START Record set

#[cfg(test)]
mod tests {
    use super::*;

    fn decode_all(bytes: &[u8]) -> Vec<Operator> {
        let mut r = OperatorsReader::new(bytes, 0, 1000);
        let mut ops = Vec::new();
        while !r.is_eof() {
            ops.push(r.read().unwrap().1);
        }
        ops
    }

    #[test]
    fn decodes_simple_body() {
        // local.get 0; local.get 1; i32.add; end
        let ops = decode_all(&[0x20, 0x00, 0x20, 0x01, 0x6A, 0x0B]);
        assert_eq!(
            ops,
            vec![
                Operator::LocalGet { idx: 0 },
                Operator::LocalGet { idx: 1 },
                Operator::Numeric(NumericOp::I32Add),
                Operator::End,
            ]
        );
    }

    #[test]
    fn offsets_are_absolute() {
        let mut r = OperatorsReader::new(&[0x01, 0x41, 0x7F], 100, 10);
        assert_eq!(r.read().unwrap().0, 100);
        let (off, op) = r.read().unwrap();
        assert_eq!(off, 101);
        assert_eq!(op, Operator::I32Const { value: -1 });
    }

    #[test]
    fn memarg_with_memory_index() {
        // i32.load align=2 (flag 0x42 = 2 | multi-memory bit) mem=1 offset=8
        let ops = decode_all(&[0x28, 0x42, 0x01, 0x08]);
        assert_eq!(
            ops[0],
            Operator::Load {
                op: LoadOp::I32Load,
                memarg: MemArg {
                    align: 2,
                    memory: 1,
                    offset: 8
                }
            }
        );
    }

    #[test]
    fn v128_store_reads_memarg() {
        // v128.store align=4 offset=16
        let ops = decode_all(&[0xFD, 0x0B, 0x04, 0x10]);
        match &ops[0] {
            Operator::Simd { op, imm } => {
                assert_eq!(op.name, "v128.store");
                assert_eq!(
                    *imm,
                    SimdImm::MemArg(MemArg {
                        align: 4,
                        memory: 0,
                        offset: 16
                    })
                );
            }
            other => panic!("expected v128.store, got {:?}", other),
        }
    }

    #[test]
    fn br_table_target_limit() {
        let mut r = OperatorsReader::new(&[0x0E, 0x05, 0, 0, 0, 0, 0, 0], 0, 4);
        assert!(r.read().is_err());
    }

    #[test]
    fn saturating_truncations_are_numeric() {
        let ops = decode_all(&[0xFC, 0x00, 0xFC, 0x07]);
        assert_eq!(ops[0], Operator::Numeric(NumericOp::I32TruncSatF32S));
        assert_eq!(ops[1], Operator::Numeric(NumericOp::I64TruncSatF64U));
    }

    #[test]
    fn gc_ref_cast_nullable() {
        let ops = decode_all(&[0xFB, 0x17, 0x6B]);
        assert_eq!(
            ops[0],
            Operator::RefCast {
                heap: HeapType::Struct,
                nullable: true
            }
        );
    }

    #[test]
    fn simd_add_and_const() {
        let mut bytes = vec![0xFD, 0xAE, 0x01, 0xFD, 0x0C];
        bytes.extend_from_slice(&[0x11; 16]);
        let ops = decode_all(&bytes);
        match &ops[0] {
            Operator::Simd { op, imm } => {
                assert_eq!(op.name, "i32x4.add");
                assert_eq!(*imm, SimdImm::None);
            }
            other => panic!("unexpected {:?}", other),
        }
        match &ops[1] {
            Operator::Simd { imm, .. } => {
                assert_eq!(*imm, SimdImm::V128(0x1111_1111_1111_1111_1111_1111_1111_1111))
            }
            other => panic!("unexpected {:?}", other),
        }
    }

    #[test]
    fn illegal_opcode() {
        let mut r = OperatorsReader::new(&[0xFF], 7, 10);
        let err = r.read().unwrap_err();
        assert_eq!(err.offset, 7);
        assert!(err.reason.contains("illegal opcode"));
    }

    #[test]
    fn numeric_signatures() {
        assert_eq!(
            NumericOp::I64Eqz.signature(),
            (&[ValType::I64][..], ValType::I32)
        );
        assert_eq!(NumericOp::F64Copysign.name(), "f64.copysign");
    }
}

END Record set

Problem to solve: Print each entry above again, exactly as it was given.

Response to the task:
#[cfg(test)]
mod tests {
    use super::*;

    fn decode_all(bytes: &[u8]) -> Vec<Operator> {
        let mut r = OperatorsReader::new(bytes, 0, 1000);
        let mut ops = Vec::new();
        while !r.is_eof() {
            ops.push(r.read().unwrap().1);
        }
        ops
    }

    #[test]
    fn decodes_simple_body() {
        // local.get 0; local.get 1; i32.add; end
        let ops = decode_all(&[0x20, 0x00, 0x20, 0x01, 0x6A, 0x0B]);
        assert_eq!(
            ops,
            vec![
                Operator::LocalGet { idx: 0 },
                Operator::LocalGet { idx: 1 },
                Operator::Numeric(NumericOp::I32Add),
                Operator::End,
            ]
        );
    }

    #[test]
    fn offsets_are_absolute() {
        let mut r = OperatorsReader::new(&[0x01, 0x41, 0x7F], 100, 10);
        assert_eq!(r.read().unwrap().0, 100);
        let (off, op) = r.read().unwrap();
        assert_eq!(off, 101);
        assert_eq!(op, Operator::I32Const { value: -1 });
    }

    #[test]
    fn memarg_with_memory_index() {
        // i32.load align=2 (flag 0x42 = 2 | multi-memory bit) mem=1 offset=8
        let ops = decode_all(&[0x28, 0x42, 0x01, 0x08]);
        assert_eq!(
            ops[0],
            Operator::Load {
                op: LoadOp::I32Load,
                memarg: MemArg {
                    align: 2,
                    memory: 1,
                    offset: 8
                }
            }
        );
    }

    #[test]
    fn v128_store_reads_memarg() {
        // v128.store align=4 offset=16
        let ops = decode_all(&[0xFD, 0x0B, 0x04, 0x10]);
        match &ops[0] {
            Operator::Simd { op, imm } => {
                assert_eq!(op.name, "v128.store");
                assert_eq!(
                    *imm,
                    SimdImm::MemArg(MemArg {
                        align: 4,
                        memory: 0,
                        offset: 16
                    })
                );
            }
            other => panic!("expected v128.store, got {:?}", other),
        }
    }

    #[test]
    fn br_table_target_limit() {
        let mut r = OperatorsReader::new(&[0x0E, 0x05, 0, 0, 0, 0, 0, 0], 0, 4);
        assert!(r.read().is_err());
    }

    #[test]
    fn saturating_truncations_are_numeric() {
        let ops = decode_all(&[0xFC, 0x00, 0xFC, 0x07]);
        assert_eq!(ops[0], Operator::Numeric(NumericOp::I32TruncSatF32S));
        assert_eq!(ops[1], Operator::Numeric(NumericOp::I64TruncSatF64U));
    }

    #[test]
    fn gc_ref_cast_nullable() {
        let ops = decode_all(&[0xFB, 0x17, 0x6B]);
        assert_eq!(
            ops[0],
            Operator::RefCast {
                heap: HeapType::Struct,
                nullable: true
            }
        );
    }

    #[test]
    fn simd_add_and_const() {
        let mut bytes = vec![0xFD, 0xAE, 0x01, 0xFD, 0x0C];
        bytes.extend_from_slice(&[0x11; 16]);
        let ops = decode_all(&bytes);
        match &ops[0] {
            Operator::Simd { op, imm } => {
                assert_eq!(op.name, "i32x4.add");
                assert_eq!(*imm, SimdImm::None);
            }
            other => panic!("unexpected {:?}", other),
        }
        match &ops[1] {
            Operator::Simd { imm, .. } => {
                assert_eq!(*imm, SimdImm::V128(0x1111_1111_1111_1111_1111_1111_1111_1111))
            }
            other => panic!("unexpected {:?}", other),
        }
    }

    #[test]
    fn illegal_opcode() {
        let mut r = OperatorsReader::new(&[0xFF], 7, 10);
        let err = r.read().unwrap_err();
        assert_eq!(err.offset, 7);
        assert!(err.reason.contains("illegal opcode"));
    }

    #[test]
    fn numeric_signatures() {
        assert_eq!(
            NumericOp::I64Eqz.signature(),
            (&[ValType::I64][..], ValType::I32)
        );
        assert_eq!(NumericOp::F64Copysign.name(), "f64.copysign");
    }
}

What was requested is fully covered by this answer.